When Greg was shopping for jobs at his college’s career fair, there was a whole lot of business as usual.

The larger banks were on-hand looking to swoon the upcoming Financial grads. Several representatives from a few big name manufacturing corporations were there to interview the Chemistry majors and a few IT firms were on the lookout for the soon-to-be CS grads, like Greg, to add to their ranks. However, amid the ocean of pamphlets and  suits there was one aerospace corporation with one particular position that caught Greg’s attention. The position that he applied and was ultimately hired for could be summed up in one sentence:

“You’ll be testing laser tag games for the military.”

A Dream Come True!...kind of

Actually, Greg’s official title was “QA Analyst for Battlefield Training Simulation Systems” but the idea of the system being a great big laser tag game really wasn’t all that far off the mark.

The way the existing setup worked was that sensors on a soldier’s body vest would detect a “hit” during the simulation, and would then set off an annoying alarm that could only be turned off with a special key. Once deactivated, the solder was ‘dead’ for the rest of the training scenario. It all worked, but one big problem with the whole setup was that, to the displeasure of many, a few enterprising soldiers managed to get their hands on and started selling tester keys (also known as “God Keys”) that allowed soldiers to resurrect themselves and get back into the battle.

After a number of years of trying to prevent soldiers from exploiting the system and a host of other technical headaches, the military was finally able to replace their system with something a little newer.

New features like the addition of GPS tracking units, RF data modules reporting hits and their locations and a slew of backend upgrades meant that military trainers could execute more extensive and complex training scenarios and, over time, recoup the costs because the new system was designed to rely on “off the shelf” 3rd party solutions, but first, these solutions would need to be vetted by QA guys like Greg.

Getting Stoned

Like any new hire, Greg was completely pumped and ready to contribute and shake things up his first week, but as time went by, Greg’s excitement dwindled when he found that doing QA analysis didn’t really involve shooting co-workers with laser guns, but instead was a lot of tedious, hard work with project managers and piled on bureaucracy for good measure.

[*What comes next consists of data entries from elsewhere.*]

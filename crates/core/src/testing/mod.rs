//! Testing utilities and mock implementations for E2E tests.
//!
//! This module provides mock implementations of the external collaborator
//! traits (candidate source, offer store) plus fixture builders, allowing
//! full discovery runs to be exercised without real infrastructure.
//!
//! # Example
//!
//! ```rust,ignore
//! use pricescout_core::testing::{fixtures, MockCandidateSource, MockOfferStore};
//!
//! let source = MockCandidateSource::new();
//! source.set_results(vec![
//!     fixtures::in_stock_candidate("Dell XPS 13", "29.990.000đ", "https://a.vn/p/1"),
//! ]).await;
//!
//! let store = MockOfferStore::new();
//! // Wire both into a DiscoveryEngine / AppState...
//! ```

pub mod fixtures;
mod mock_source;
mod mock_store;

pub use mock_source::{MockCandidateSource, RecordedTask};
pub use mock_store::MockOfferStore;
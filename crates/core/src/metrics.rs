//! Prometheus metrics for the discovery engine.

use once_cell::sync::Lazy;
use prometheus::{HistogramOpts, HistogramVec, IntCounter, IntCounterVec, Opts, Registry};

/// Discovery runs by outcome ("with_offers" / "empty").
pub static DISCOVERY_RUNS: Lazy<IntCounterVec> = Lazy::new(|| {
    IntCounterVec::new(
        Opts::new("pricescout_discovery_runs_total", "Total discovery runs"),
        &["outcome"],
    )
    .unwrap()
});

/// Whole-run duration in seconds.
pub static RUN_DURATION: Lazy<HistogramVec> = Lazy::new(|| {
    HistogramVec::new(
        HistogramOpts::new(
            "pricescout_discovery_run_duration_seconds",
            "Duration of a discovery run",
        )
        .buckets(vec![0.5, 1.0, 2.5, 5.0, 10.0, 30.0, 60.0, 120.0]),
        &[],
    )
    .unwrap()
});

/// Source fetches by phase and result.
pub static SOURCE_FETCHES: Lazy<IntCounterVec> = Lazy::new(|| {
    IntCounterVec::new(
        Opts::new(
            "pricescout_source_fetches_total",
            "Candidate source fetches",
        ),
        &["phase", "result"], // result: "ok", "blocked", "timeout", "error"
    )
    .unwrap()
});

/// Candidates accepted into the dedup registry.
pub static CANDIDATES_INGESTED: Lazy<IntCounter> = Lazy::new(|| {
    IntCounter::new(
        "pricescout_candidates_ingested_total",
        "Candidates normalized and inserted into the registry",
    )
    .unwrap()
});

/// Candidates dropped during normalization.
pub static PARSE_FAILURES: Lazy<IntCounter> = Lazy::new(|| {
    IntCounter::new(
        "pricescout_parse_failures_total",
        "Candidates dropped for unparseable content or missing attribution",
    )
    .unwrap()
});

/// Register all engine metrics with a registry.
pub fn register_metrics(registry: &Registry) {
    let _ = registry.register(Box::new(DISCOVERY_RUNS.clone()));
    let _ = registry.register(Box::new(RUN_DURATION.clone()));
    let _ = registry.register(Box::new(SOURCE_FETCHES.clone()));
    let _ = registry.register(Box::new(CANDIDATES_INGESTED.clone()));
    let _ = registry.register(Box::new(PARSE_FAILURES.clone()));
}
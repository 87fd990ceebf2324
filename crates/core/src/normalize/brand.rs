//! Brand extraction from product titles.

use super::text::fold;

/// Configuration for the brand lexicon.
#[derive(Debug, Clone)]
pub struct BrandLexiconConfig {
    /// Canonical brand names, in match-priority order.
    pub brands: Vec<String>,
}

impl Default for BrandLexiconConfig {
    fn default() -> Self {
        // Order matters: the first entry found in the title wins, so
        // product lines (ThinkPad, XPS) sit after their parent brands.
        let brands = [
            "Dell", "HP", "Lenovo", "Asus", "Acer", "MSI", "Gigabyte", "Apple", "Samsung",
            "Toshiba", "Fujitsu", "Sony", "LG", "Huawei", "Xiaomi", "Microsoft", "Razer",
            "Alienware", "ROG", "Predator", "ThinkPad", "IdeaPad", "Inspiron", "Latitude",
            "Precision", "EliteBook", "ProBook", "Pavilion", "Envy", "Spectre", "Omen", "Legion",
            "Yoga", "ThinkBook", "Vostro", "XPS", "MacBook", "iMac",
        ];
        Self {
            brands: brands.iter().map(|s| s.to_string()).collect(),
        }
    }
}

/// Ordered, case-insensitive brand matcher.
pub struct BrandLexicon {
    /// (canonical, folded) pairs, in priority order.
    entries: Vec<(String, String)>,
}

impl BrandLexicon {
    pub fn new() -> Self {
        Self::with_config(BrandLexiconConfig::default())
    }

    pub fn with_config(config: BrandLexiconConfig) -> Self {
        let entries = config
            .brands
            .into_iter()
            .map(|b| {
                let folded = fold(&b);
                (b, folded)
            })
            .collect();
        Self { entries }
    }

    /// First lexicon entry found as a substring of the title, if any.
    pub fn extract(&self, title: &str) -> Option<String> {
        let folded_title = fold(title);
        self.entries
            .iter()
            .find(|(_, folded)| folded_title.contains(folded.as_str()))
            .map(|(canonical, _)| canonical.clone())
    }
}

impl Default for BrandLexicon {
    fn default() -> Self {
        Self::new()
    }
}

In one particular situation they received a firmware update for one of the GPS systems being used in the Player Unit modules.

While trying to figure out why the latest hardware revision was failing immediately after the first test he noticed that the GPS receiver would send out a burst of garbage every few seconds.

Puzzled by this he checked and re-checked the connections and tried one of the spare units only to find the same result. Everything seemed like it should fine and the supplier swore there was nothing wrong with their system. Not able to let something like this go, Greg spent many late-night hours pouring through raw dumps of the results and along the way, he began to notice a pattern of the same Hex data repeating in the noise. As he painstakingly translated the hexadecimal into ASCII, he was genuinely surprised upon being greeted with a curious snippet of text.

Your PC is now Stoned!

After a quick search on the message, it all made sense. Somehow, the firmware upgrade for the GPS system had become infected with a disk boot sector virus, which ran perfectly fine on the embedded processor. Since this virus couldn't write itself to a disk, as there were no floppy drives on the GPS card, it instead sent itself out through the RS-232 port once every 5 seconds in hopes of infecting another computer.

Greg wrote up his analysis and forwarded it off to the vendor, who quickly (and quietly) issued another update to their firmware, identical to the last except without the virus.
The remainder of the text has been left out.